Ecriture de soi et lecture de l'autre

Lorsqu'il contemple son image, Narcisse devient
indifférent aux bruits du monde, abîmé qu'il est dans
le face à face avec le miroir. De la même façon, un sujet qui
vit dans l'illusion de la pure transparence à soi («Moi seul. Je
sens mon coeur et je connais les hommes...») prétend
accéder à lui-même sans médiation, et donc dans l'ignorance
de toute voix étrangère. Si le moi est pure transparence, la
parole de l'autre ne peut être qu'altération ou aliénation.
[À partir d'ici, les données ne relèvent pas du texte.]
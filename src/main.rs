use anyhow::{Context, Result};
use clap::Parser;
use tokio::net::TcpListener;
use tracing::{info, warn};

use rewrite_proxy::logging::init_tracing;
use rewrite_proxy::session::spawn_sweeper;
use rewrite_proxy::{router, AppState, Config};

#[tokio::main]
async fn main() -> Result<()> {
    let config = Config::parse();
    init_tracing(config.log_json);

    let state = AppState::new(&config).context("failed to build the upstream client")?;
    let sweeper = spawn_sweeper(state.sessions.clone(), config.sweep_interval());

    let port = config.resolve_port().context("failed to find a free port")?;
    let addr = format!("{}:{}", config.bind, port);
    let listener = TcpListener::bind(&addr)
        .await
        .with_context(|| format!("failed to bind {addr}"))?;
    info!(
        %addr,
        max_redirects = config.max_redirects,
        session_ttl_secs = config.session_ttl,
        "rewrite proxy listening"
    );

    axum::serve(listener, router(state))
        .with_graceful_shutdown(shutdown_signal())
        .await
        .context("server error")?;

    sweeper.abort();
    info!("shut down");
    Ok(())
}

async fn shutdown_signal() {
    if let Err(e) = tokio::signal::ctrl_c().await {
        warn!(error = %e, "could not listen for Ctrl-C");
        std::future::pending::<()>().await;
    }
    info!("Ctrl-C received, finishing in-flight requests");
}
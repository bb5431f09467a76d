use url::Url;

/// Route every rewritten reference points at.
pub const PROXY_PATH: &str = "/proxy";
const PROXY_PREFIX: &str = "/proxy?url=";

/// Schemes the proxy never intercepts.
const SKIPPED_SCHEMES: &[&str] = &["data:", "mailto:", "tel:", "javascript:", "blob:"];

/// Wraps an absolute URL in the proxy endpoint.
pub fn proxied(absolute: &str) -> String {
    format!("{}{}", PROXY_PREFIX, urlencoding::encode(absolute))
}

/// True for values that already point at the proxy endpoint.
pub fn is_proxied(value: &str) -> bool {
    value == PROXY_PATH || value.starts_with(PROXY_PREFIX)
}

/// The target carried by a proxied reference, decoded once.
pub fn unproxied(value: &str) -> Option<String> {
    let encoded = value.strip_prefix(PROXY_PREFIX)?;
    let encoded = encoded.split('&').next().unwrap_or(encoded);
    urlencoding::decode(encoded).ok().map(|s| s.into_owned())
}

/// Rewrites `raw` so that loading it goes through the proxy. Values the proxy
/// must not touch, or that cannot be resolved against `base`, come back as-is.
pub fn rewrite(raw: &str, base: &Url) -> String {
    match absolutize(raw, base) {
        Some(absolute) => proxied(&absolute),
        None => raw.to_string(),
    }
}

/// Absolute form of `raw` relative to `base`, or `None` when it must be left alone.
pub fn absolutize(raw: &str, base: &Url) -> Option<String> {
    let value = raw.trim();
    if value.is_empty() || value.starts_with('#') || is_proxied(value) {
        return None;
    }

    let lower = value.to_ascii_lowercase();
    if SKIPPED_SCHEMES.iter().any(|scheme| lower.starts_with(scheme)) {
        return None;
    }
    if lower.starts_with("http://") || lower.starts_with("https://") {
        return Some(value.to_string());
    }
    if value.starts_with("//") {
        return Some(format!("{}:{}", base.scheme(), value));
    }
    // Any other explicit scheme (ftp:, about:, intent: ...) is not ours to fetch
    if Url::parse(value).is_ok() {
        return None;
    }

    base.join(value).ok().map(String::from)
}
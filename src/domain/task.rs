use chrono::{DateTime, Utc};
use serde::{Deserialize, Serialize};
use std::fmt;
use uuid::Uuid;

/// Unique identifier for a board
#[derive(Debug, Clone, Copy, PartialEq, Eq, Hash, Serialize, Deserialize)]
#[serde(transparent)]
pub struct BoardId(Uuid);

/// Unique identifier for a column
#[derive(Debug, Clone, Copy, PartialEq, Eq, Hash, Serialize, Deserialize)]
#[serde(transparent)]
pub struct ColumnId(Uuid);

/// Unique identifier for a task
#[derive(Debug, Clone, Copy, PartialEq, Eq, Hash, Serialize, Deserialize)]
#[serde(transparent)]
pub struct TaskId(Uuid);

macro_rules! uuid_id {
    ($name:ident) => {
        impl $name {
            /// Generates a fresh random identifier
            pub fn new() -> Self {
                Self(Uuid::new_v4())
            }

            /// Returns the underlying UUID
            pub fn as_uuid(&self) -> &Uuid {
                &self.0
            }
        }

        impl Default for $name {
            fn default() -> Self {
                Self::new()
            }
        }

        impl fmt::Display for $name {
            fn fmt(&self, f: &mut fmt::Formatter<'_>) -> fmt::Result {
                write!(f, "{}", self.0)
            }
        }
    };
}

uuid_id!(BoardId);
uuid_id!(ColumnId);
uuid_id!(TaskId);

/// A kanban task
///
/// Owned by exactly one column at any time. Moves transfer ownership
/// between columns without changing the task's identity.
#[derive(Debug, Clone, PartialEq, Serialize, Deserialize)]
pub struct Task {
    pub id: TaskId,
    pub title: String,
    pub description: String,
    pub created_at: DateTime<Utc>,
}

impl Task {
    /// Creates a new task with a fresh id and the current timestamp
    pub fn new(title: impl Into<String>, description: impl Into<String>) -> Self {
        Self {
            id: TaskId::new(),
            title: title.into(),
            description: description.into(),
            created_at: Utc::now(),
        }
    }

    /// Updates title and description in place, preserving identity
    pub fn set_content(&mut self, title: impl Into<String>, description: impl Into<String>) {
        self.title = title.into();
        self.description = description.into();
    }
}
Mais on sait qu'à côté du fameux Préambule des
Confessions, Rousseau évoque, dans un autre manuscrit,
Augustin et Montaigne. Et c'est heureux, car à oublier le
monde, Narcisse va à sa perte. En porte-à-faux avec lui-même,
le sujet moderne doit reconnaître qu'on ne coïncide
pas avec soi sans détour et qu'autrui est «le médiateur
indispensable entre moi et moi-même», comme l'écrit
Sartre dans L'Être et le Néant. La vérité suppose ainsi un
détour par une instance autre : doubles imaginaires comme
dans certaines biographies, miroirs textuels et autres fictions
du moi. Le paradoxe est ainsi que la voix de l'autre est cela
qui autorise l'avènement d'une parole singulière.